The fate of history was that the mummy was brought to daylight when the Church was renovated to house the Basel History Museum (Historisches Museum Basel).
Anna Catharina Bischoff was born in Strasbourg in 1719 as the daughter of a Basler pastor, who was a pastor in Strassburg at the time of her birth. In 1739, she married the pastor Lucas Gernler in Wolfisheim near Strassbourg.
She was a mother of seven children. She spent the last years of her life, after the death of her husband in 1781, in Basel.
The exhibition in the Naturhistorisches Museum and the accompanying book portray the (forensic) work of the interdisciplinary research team.
It offers surprising insights into the fate and life of a woman, as well as everyday life in Basel and Strasbourg during the eighteenth century. The team also reconstructed her clothes and the most likely cause of her death.
The search for Anna Catharina Bischoff’s ancestors also revealed astonishing facts. Anna is the great-great-great-great-great-great-great-grandmother of Boris Johnson (1964), the current UK Prime Minister.
Anna was a descendant of Johann Froben (1466-1527), a printer-publisher and friend of Desiderius Erasmus (1460-1536). Erasmus is also buried in Basel, in the Münster, the cathedral.

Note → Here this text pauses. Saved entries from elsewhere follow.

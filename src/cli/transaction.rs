//! Transaction CLI commands
//!
//! Implements CLI commands for transaction management.

use chrono::Local;
use clap::Subcommand;

use crate::config::settings::Settings;
use crate::display::transaction::{
    category_names, format_transaction_details, format_transaction_register,
};
use crate::error::{CashbookError, CashbookResult};
use crate::models::TransactionId;
use crate::services::{
    AccountService, CategoryService, CreateTransactionInput, TransactionService,
    UpdateTransactionInput,
};
use crate::storage::Storage;

use super::{parse_amount, parse_date, FilterArgs};

/// Transaction subcommands
#[derive(Subcommand)]
pub enum TransactionCommands {
    /// Add a new transaction
    Add {
        /// Account name or ID
        account: String,
        /// Transaction date (YYYY-MM-DD), defaults to today
        #[arg(short, long)]
        date: Option<String>,
        /// Time of day as free text (e.g. "09:15")
        #[arg(short, long, default_value = "")]
        time: String,
        /// Remark
        #[arg(short, long, default_value = "")]
        remark: String,
        /// Category name or ID (must exist in the account)
        #[arg(short, long)]
        category: Option<String>,
        /// Payment mode (e.g. cash, card, upi)
        #[arg(short, long, default_value = "")]
        mode: String,
        /// Money received
        #[arg(long = "cash-in")]
        cash_in: Option<String>,
        /// Money spent
        #[arg(long = "cash-out")]
        cash_out: Option<String>,
    },
    /// List the transactions of an account with their balance
    List {
        /// Account name or ID
        account: String,
        #[command(flatten)]
        filter: FilterArgs,
    },
    /// Show transaction details
    Show {
        /// Transaction ID
        id: String,
    },
    /// Edit a transaction
    Edit {
        /// Transaction ID
        id: String,
        /// New date (YYYY-MM-DD)
        #[arg(short, long)]
        date: Option<String>,
        /// New time
        #[arg(short, long)]
        time: Option<String>,
        /// New remark
        #[arg(short, long)]
        remark: Option<String>,
        /// New category name or ID
        #[arg(short, long, conflicts_with = "uncategorize")]
        category: Option<String>,
        /// Remove the category
        #[arg(long)]
        uncategorize: bool,
        /// New payment mode
        #[arg(short, long)]
        mode: Option<String>,
        /// New cash-in amount
        #[arg(long = "cash-in")]
        cash_in: Option<String>,
        /// New cash-out amount
        #[arg(long = "cash-out")]
        cash_out: Option<String>,
    },
    /// Delete a transaction
    Delete {
        /// Transaction ID
        id: String,
    },
    /// Move a transaction to another account
    Move {
        /// Transaction ID
        id: String,
        /// Target account name or ID
        #[arg(long)]
        to: String,
    },
}

/// Handle a transaction command
pub fn handle_transaction_command(
    storage: &Storage,
    settings: &Settings,
    cmd: TransactionCommands,
) -> CashbookResult<()> {
    let accounts = AccountService::new(storage);
    let categories = CategoryService::new(storage);
    let service = TransactionService::new(storage);

    match cmd {
        TransactionCommands::Add {
            account,
            date,
            time,
            remark,
            category,
            mode,
            cash_in,
            cash_out,
        } => {
            let account = accounts.require(&account)?;

            let date = match date {
                Some(d) => parse_date(&d)?,
                None => Local::now().date_naive(),
            };

            let mut input = CreateTransactionInput::new(account.id, date);
            input.time = time;
            input.remark = remark;
            input.mode = mode;
            if let Some(category) = category {
                input.category_id = Some(categories.require(account.id, &category)?.id);
            }
            if let Some(amount) = cash_in {
                input.cash_in = parse_amount(&amount)?;
            }
            if let Some(amount) = cash_out {
                input.cash_out = parse_amount(&amount)?;
            }

            let txn = service.create(input)?;
            println!("Created transaction: {}", txn.id);
            println!("  Account: {}", account.name);
            println!("  Date:    {}", txn.date.format("%Y-%m-%d"));
            println!("  Balance: {}", txn.balance().format_fixed());
        }

        TransactionCommands::List { account, filter } => {
            let account = accounts.require(&account)?;
            let spec = filter.to_spec(storage, account.id)?;
            let result = service.list_filtered(account.id, &spec)?;
            let names = category_names(&categories.list_for_account(account.id)?);

            print!(
                "{}",
                format_transaction_register(
                    &result.transactions,
                    &names,
                    result.balance,
                    &settings.display_date_format,
                )
            );
        }

        TransactionCommands::Show { id } => {
            let id = parse_transaction_id(&id)?;
            let txn = service
                .get(id)?
                .ok_or_else(|| CashbookError::transaction_not_found(id.to_string()))?;
            let category = match txn.category_id {
                Some(category_id) => categories.get(category_id)?.map(|c| c.name),
                None => None,
            };
            print!("{}", format_transaction_details(&txn, category.as_deref()));
        }

        TransactionCommands::Edit {
            id,
            date,
            time,
            remark,
            category,
            uncategorize,
            mode,
            cash_in,
            cash_out,
        } => {
            let id = parse_transaction_id(&id)?;
            let existing = service
                .get(id)?
                .ok_or_else(|| CashbookError::transaction_not_found(id.to_string()))?;

            let category_id = if uncategorize {
                Some(None)
            } else if let Some(category) = category {
                Some(Some(categories.require(existing.account_id, &category)?.id))
            } else {
                None
            };

            let input = UpdateTransactionInput {
                date: date.as_deref().map(parse_date).transpose()?,
                time,
                remark,
                mode,
                cash_in: cash_in.as_deref().map(parse_amount).transpose()?,
                cash_out: cash_out.as_deref().map(parse_amount).transpose()?,
                category_id,
            };

            let txn = service.update(id, input)?;
            println!("Updated transaction: {}", txn.id);
        }

        TransactionCommands::Delete { id } => {
            let id = parse_transaction_id(&id)?;
            let txn = service.delete(id)?;
            println!("Deleted transaction: {}", txn.id);
        }

        TransactionCommands::Move { id, to } => {
            let id = parse_transaction_id(&id)?;
            let target = accounts.require(&to)?;
            let txn = service.move_to_account(id, target.id)?;
            println!("Moved transaction {} to {}", txn.id, target.name);
        }
    }

    Ok(())
}

fn parse_transaction_id(s: &str) -> CashbookResult<TransactionId> {
    s.trim()
        .parse()
        .map_err(|_| CashbookError::Validation(format!("Invalid transaction ID: {}", s)))
}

One of her daughters married the baron Christian Friedrich Pfeffel von Kriegelstein (1726-1807). The baron is part of a direct line of descendants through the lineage of Stanley Johnson (1940), Boris’s father.
The book of the exhibition reads like a well-written detective novel but is art history at its best. The book is only available in German.
Gerhard Hotz, Claudia Opitz-Blakhal (Eds.) Anna Catharina Bischoff. Die Mumie aus der Barfüsserkirche, Rekonstruktion einer Basler Frauenbiografie des 18. Jahrhunderts. Christoph Merian Verlag, Basel, 2021).